[Stored data entries]
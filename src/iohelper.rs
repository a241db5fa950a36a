/**
 * Helper functions for input and output.
 */
use colored::*;

use rustyline::error::ReadlineError;

use super::common::{QuizError, Result};

#[macro_export]
macro_rules! my_println {
    ($($arg:tt)*) => ({
        use std::io::Write;
        writeln!(std::io::stdout(), $($arg)*).map_err($crate::common::QuizError::Io)
    });
}

#[macro_export]
macro_rules! my_print {
    ($($arg:tt)*) => ({
        use std::io::Write;
        write!(std::io::stdout(), $($arg)*).map_err($crate::common::QuizError::Io)
    });
}

/// Display a prompt and read a line from standard input continually until the user
/// enters a line with at least one non-whitespace character. If the user presses Ctrl+D
/// then `Ok(None)` is returned. If the user pressed Ctrl+C then
/// `Err(QuizError::ReadlineInterrupted)` is returned. Otherwise, `Ok(Some(line))` is
/// returned where `line` is the last line of input the user entered without leading and
/// trailing whitespace.
pub fn prompt(message: &str) -> Result<Option<String>> {
    my_flush()?;
    let mut rl = rustyline::Editor::<()>::new();
    loop {
        let result = rl.readline(message);
        match result {
            Ok(response) => {
                let response = response.trim();
                if response.len() > 0 {
                    return Ok(Some(response.to_string()));
                }
            }
            // Return immediately if the user hits Ctrl+D or Ctrl+C.
            Err(ReadlineError::Interrupted) => {
                return Err(QuizError::ReadlineInterrupted);
            }
            Err(ReadlineError::Eof) => {
                return Ok(None);
            }
            Err(ReadlineError::Io(e)) => {
                return Err(QuizError::Io(e));
            }
            _ => {}
        }
    }
}

/// Like `prompt`, but keep asking until the user enters an integer between `from` and
/// `to`, inclusive.
pub fn prompt_number(message: &str, from: usize, to: usize) -> Result<Option<usize>> {
    loop {
        match prompt(message)? {
            Some(response) => {
                if let Ok(n) = response.parse::<usize>() {
                    if from <= n && n <= to {
                        return Ok(Some(n));
                    }
                }
                my_println!(
                    "Invalid choice. Please enter a number between {} and {}.", from, to)?;
            }
            None => {
                return Ok(None);
            }
        }
    }
}

/// Wait for the user to press Enter. Unlike `prompt`, an empty line is accepted, and
/// end of input counts as Enter.
pub fn pause() -> Result<()> {
    my_flush()?;
    let mut rl = rustyline::Editor::<()>::new();
    match rl.readline("") {
        Ok(_) | Err(ReadlineError::Eof) => Ok(()),
        Err(ReadlineError::Interrupted) => Err(QuizError::ReadlineInterrupted),
        Err(ReadlineError::Io(e)) => Err(QuizError::Io(e)),
        Err(_) => Ok(()),
    }
}

/// Prompt the user with a yes-no question and return `true` if they enter yes.
pub fn confirm(message: &str) -> Result<bool> {
    match prompt(message)? {
        Some(response) => Ok(response.trim_start().to_lowercase().starts_with("y")),
        None => Ok(false),
    }
}

fn my_flush() -> Result<()> {
    use std::io::Write;
    std::io::stdout().flush().map_err(QuizError::Io)
}

/// Print `message` to standard output, breaking lines according to the current width
/// of the terminal. Prepend `prefix` to the first line and indent all subsequent lines
/// by its length.
pub fn prettyprint(message: &str, prefix: &str) -> Result<()> {
    prettyprint_colored(message, prefix, None, None)
}

pub fn prettyprint_colored(
    message: &str,
    prefix: &str,
    message_color: Option<Color>,
    prefix_color: Option<Color>,
) -> Result<()> {
    let width = textwrap::termwidth().saturating_sub(prefix.len()).max(20);
    let mut lines = textwrap::wrap_iter(message, width);

    if let Some(first_line) = lines.next() {
        let colored_prefix = color_optional(&prefix, prefix_color);
        let colored_line = color_optional(&first_line, message_color);
        my_println!("{}{}", colored_prefix, colored_line)?;
    }

    let indent = " ".repeat(prefix.len());
    for line in lines {
        let colored_line = color_optional(&line, message_color);
        my_println!("{}{}", indent, colored_line)?;
    }
    Ok(())
}

fn color_optional(text: &str, color: Option<Color>) -> ColoredString {
    if let Some(color) = color {
        text.color(color)
    } else {
        text.normal()
    }
}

**Brief:** All lines of the data above that include the word "textwrap" must be shown.

**Expected answer:**
    let width = textwrap::termwidth().saturating_sub(prefix.len()).max(20);
    let mut lines = textwrap::wrap_iter(message, width);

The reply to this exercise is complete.